Description Niall Douglas 2015-02-16 00:50:54 UTC
I recently discovered that FreeBSD is the only one of the major operating systems which does not provide a method of retrieving a current canonical path for a currently open file descriptor. I think this should be fixed, as without this facility writing code which implements race-free file entry unlinking is extremely tough - you simply cannot avoid accidentally deleting the wrong file if another process changes out the filing system underneath you, and you cannot use the trick of openat() + statat() + unlinkat() on the current path of a file descriptor to ensure you are deleting the correct file (of course, it would be super great if POSIX allowed one to delete and rename files via open file descriptor like Windows does and then life would be much easier writing race free filing system code. But I digress).

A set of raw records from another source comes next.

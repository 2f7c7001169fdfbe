//! Array backend interface.
//!
//! The graph never touches array elements directly: every forward `compute`
//! goes through a [`Backend`] handle that the caller injects via
//! [`Context`](crate::graph::Context). This keeps the numeric implementation
//! swappable without global state.
//!
//! ## Submodules
//!
//! - [`cpu`]: Multi-threaded CPU implementation (the default backend)
//!
//! ## Broadcasting
//!
//! Binary operations follow NumPy broadcasting: shapes are aligned from the
//! right, each aligned pair of dimensions must be equal or contain a `1`, and
//! missing leading dimensions behave like `1`. See [`broadcast_shapes`].
//!
//! ## Extending the Backend
//!
//! A new backend implements every required method of [`Backend`]. The
//! provided methods (`ones`, `eye`, `one_hot`) only build constants and rarely
//! need overriding.

use crate::array::NdArray;
use crate::error::{AutogradError, Result};
use core::fmt;

pub mod cpu;

pub use self::cpu::CpuBackend;

/// Element-wise binary operations with broadcasting.
#[derive(Debug, Clone, Copy, PartialEq, Eq)]
pub enum BinaryOp {
    /// `lhs + rhs`
    Add,
    /// `lhs * rhs`
    Mul,
    /// `lhs / rhs`
    Div,
}

impl BinaryOp {
    /// Applies the operation to one pair of elements.
    #[inline]
    #[must_use]
    pub fn apply(self, lhs: f64, rhs: f64) -> f64 {
        match self {
            Self::Add => lhs + rhs,
            Self::Mul => lhs * rhs,
            Self::Div => lhs / rhs,
        }
    }

    /// Name used in error messages.
    #[must_use]
    pub const fn name(self) -> &'static str {
        match self {
            Self::Add => "add",
            Self::Mul => "multiply",
            Self::Div => "divide",
        }
    }
}

/// Operations between every element and one scalar.
#[derive(Debug, Clone, Copy, PartialEq, Eq)]
pub enum ScalarOp {
    /// `x + s`
    Add,
    /// `x * s`
    Mul,
    /// `x / s`
    Div,
    /// `max(x, s)`
    Maximum,
}

impl ScalarOp {
    /// Applies the operation to one element.
    #[inline]
    #[must_use]
    pub fn apply(self, x: f64, s: f64) -> f64 {
        match self {
            Self::Add => x + s,
            Self::Mul => x * s,
            Self::Div => x / s,
            Self::Maximum => x.max(s),
        }
    }
}

/// Element-wise unary operations.
#[derive(Debug, Clone, Copy, PartialEq, Eq)]
pub enum UnaryOp {
    /// `-x`
    Neg,
    /// natural logarithm
    Log,
    /// `e^x`
    Exp,
}

impl UnaryOp {
    /// Applies the operation to one element.
    #[inline]
    #[must_use]
    pub fn apply(self, x: f64) -> f64 {
        match self {
            Self::Neg => -x,
            Self::Log => x.ln(),
            Self::Exp => x.exp(),
        }
    }
}

/// Numeric array routines consumed by the autograd core.
///
/// Every method is pure: it reads its operands and returns a new array.
pub trait Backend: fmt::Debug + Send + Sync {
    /// Short identifier, e.g. `"cpu"`.
    fn name(&self) -> &'static str;

    /// Element-wise `lhs op rhs` with broadcasting.
    ///
    /// # Errors
    ///
    /// [`AutogradError::ShapeMismatch`] if the shapes cannot be broadcast together.
    fn binary(&self, op: BinaryOp, lhs: &NdArray, rhs: &NdArray) -> Result<NdArray>;

    /// Element-wise `x op scalar`.
    fn scalar(&self, op: ScalarOp, x: &NdArray, scalar: f64) -> NdArray;

    /// Element-wise unary function.
    fn unary(&self, op: UnaryOp, x: &NdArray) -> NdArray;

    /// Element-wise integer power.
    fn powi(&self, x: &NdArray, exponent: i32) -> NdArray;

    /// `1.0` where `x > 0`, else `0.0`.
    fn positive_mask(&self, x: &NdArray) -> NdArray;

    /// Sums over `axes`, removing them from the shape.
    ///
    /// `None` reduces every axis to a rank-0 array; an empty slice returns
    /// the input unchanged.
    ///
    /// # Errors
    ///
    /// [`AutogradError::ShapeMismatch`] for an out-of-range or repeated axis.
    fn sum(&self, x: &NdArray, axes: Option<&[usize]>) -> Result<NdArray>;

    /// Broadcasts `x` to `shape`.
    ///
    /// # Errors
    ///
    /// [`AutogradError::ShapeMismatch`] if `x` is not broadcastable to `shape`.
    fn broadcast_to(&self, x: &NdArray, shape: &[usize]) -> Result<NdArray>;

    /// Reinterprets `x` with a new shape of the same element count.
    ///
    /// # Errors
    ///
    /// [`AutogradError::ShapeMismatch`] if the element counts differ.
    fn reshape(&self, x: &NdArray, shape: &[usize]) -> Result<NdArray>;

    /// Reorders axes: output axis `i` is input axis `axes[i]`.
    ///
    /// # Errors
    ///
    /// [`AutogradError::ShapeMismatch`] unless `axes` is a permutation of `0..ndim`.
    fn permute(&self, x: &NdArray, axes: &[usize]) -> Result<NdArray>;

    /// Matrix product over the last two axes, broadcasting leading batch axes.
    ///
    /// # Errors
    ///
    /// [`AutogradError::ShapeMismatch`] if either operand has rank below 2, the
    /// inner dimensions differ, or the batch dimensions cannot be broadcast.
    fn matmul(&self, lhs: &NdArray, rhs: &NdArray) -> Result<NdArray>;

    /// An array of ones.
    fn ones(&self, shape: &[usize]) -> NdArray {
        NdArray::ones(shape)
    }

    /// The `n × n` identity matrix.
    fn eye(&self, n: usize) -> NdArray {
        NdArray::eye(n)
    }

    /// One row per label with a `1.0` in the label's column.
    ///
    /// Row `i` is row `labels[i]` of [`Backend::eye`]`(classes)`.
    ///
    /// # Errors
    ///
    /// [`AutogradError::ShapeMismatch`] if a label is not below `classes`.
    fn one_hot(&self, labels: &[usize], classes: usize) -> Result<NdArray> {
        let eye = self.eye(classes);
        let mut data = Vec::with_capacity(labels.len() * classes);
        for &label in labels {
            if label >= classes {
                return Err(AutogradError::shape(
                    "one_hot",
                    format!("label {label} is out of range for {classes} classes"),
                ));
            }
            data.extend_from_slice(&eye.data()[label * classes..(label + 1) * classes]);
        }
        NdArray::new(vec![labels.len(), classes], data)
    }
}

/// Shape that `lhs` and `rhs` broadcast to.
///
/// # Errors
///
/// [`AutogradError::ShapeMismatch`] when an aligned pair of dimensions differs
/// and neither is `1`.
pub fn broadcast_shapes(lhs: &[usize], rhs: &[usize]) -> Result<Vec<usize>> {
    let ndim = lhs.len().max(rhs.len());
    let mut out = vec![0; ndim];
    for i in 0..ndim {
        let l = dim_from_right(lhs, ndim - 1 - i);
        let r = dim_from_right(rhs, ndim - 1 - i);
        out[i] = match (l, r) {
            (a, b) if a == b => a,
            (1, b) => b,
            (a, 1) => a,
            _ => {
                return Err(AutogradError::shape(
                    "broadcast",
                    format!("cannot broadcast {lhs:?} with {rhs:?}"),
                ));
            }
        };
    }
    Ok(out)
}

/// Dimension `offset` places from the right, or `1` if `shape` is too short.
fn dim_from_right(shape: &[usize], offset: usize) -> usize {
    shape
        .len()
        .checked_sub(offset + 1)
        .map_or(1, |idx| shape[idx])
}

How other OSs implement path reading:

* Windows: NtQueryObject(hFile, ObjectNameInformation, nameFull.Buffer, sizeof(nameFull.Buffer), &returnedLength). This returns the NT kernel path for an open file handle. With a bit of work, this can be converted into a DOS style path. On Windows, the NT kernel path used to open a handle is retained per handle, so hard links for the same file don't confound. Also, NT usefully supplies a boolean which indicates if the file is deleted or not.

* Linux: readlink("/proc/self/fd/NNN", buffer, sizeof(buffer)) returning the length of the buffer filled. Linux usefully prepends (older kernels) or appends (newer kernels) the string "(deleted)" if the file is deleted. Unfortunately hard links can confound on Linux, so the path returned may be very different to the one you opened. You basically get back _some_ path referring to that inode, whichever the kernel found first in its caches.

* Mac OS X: fnctl(fd, F_GETPATH, buffer). No size of the buffer is supplied which I think was a real oversight. No return of how much of the buffer was filled either. Also, if the file is deleted you just get back the last known good path, and I don't know if this API is confounded by hard links.

How FreeBSD might implement this:

1. /proc is deprecated on FreeBSD, so Linux's approach is out. I dislike the OS X API as OS X did it, but if one added a size_t* bufsize and let one query the buffer size by passing a null buffer it would look a lot better. Some method of indicating if the file is deleted (e.g. a null string return) even better again.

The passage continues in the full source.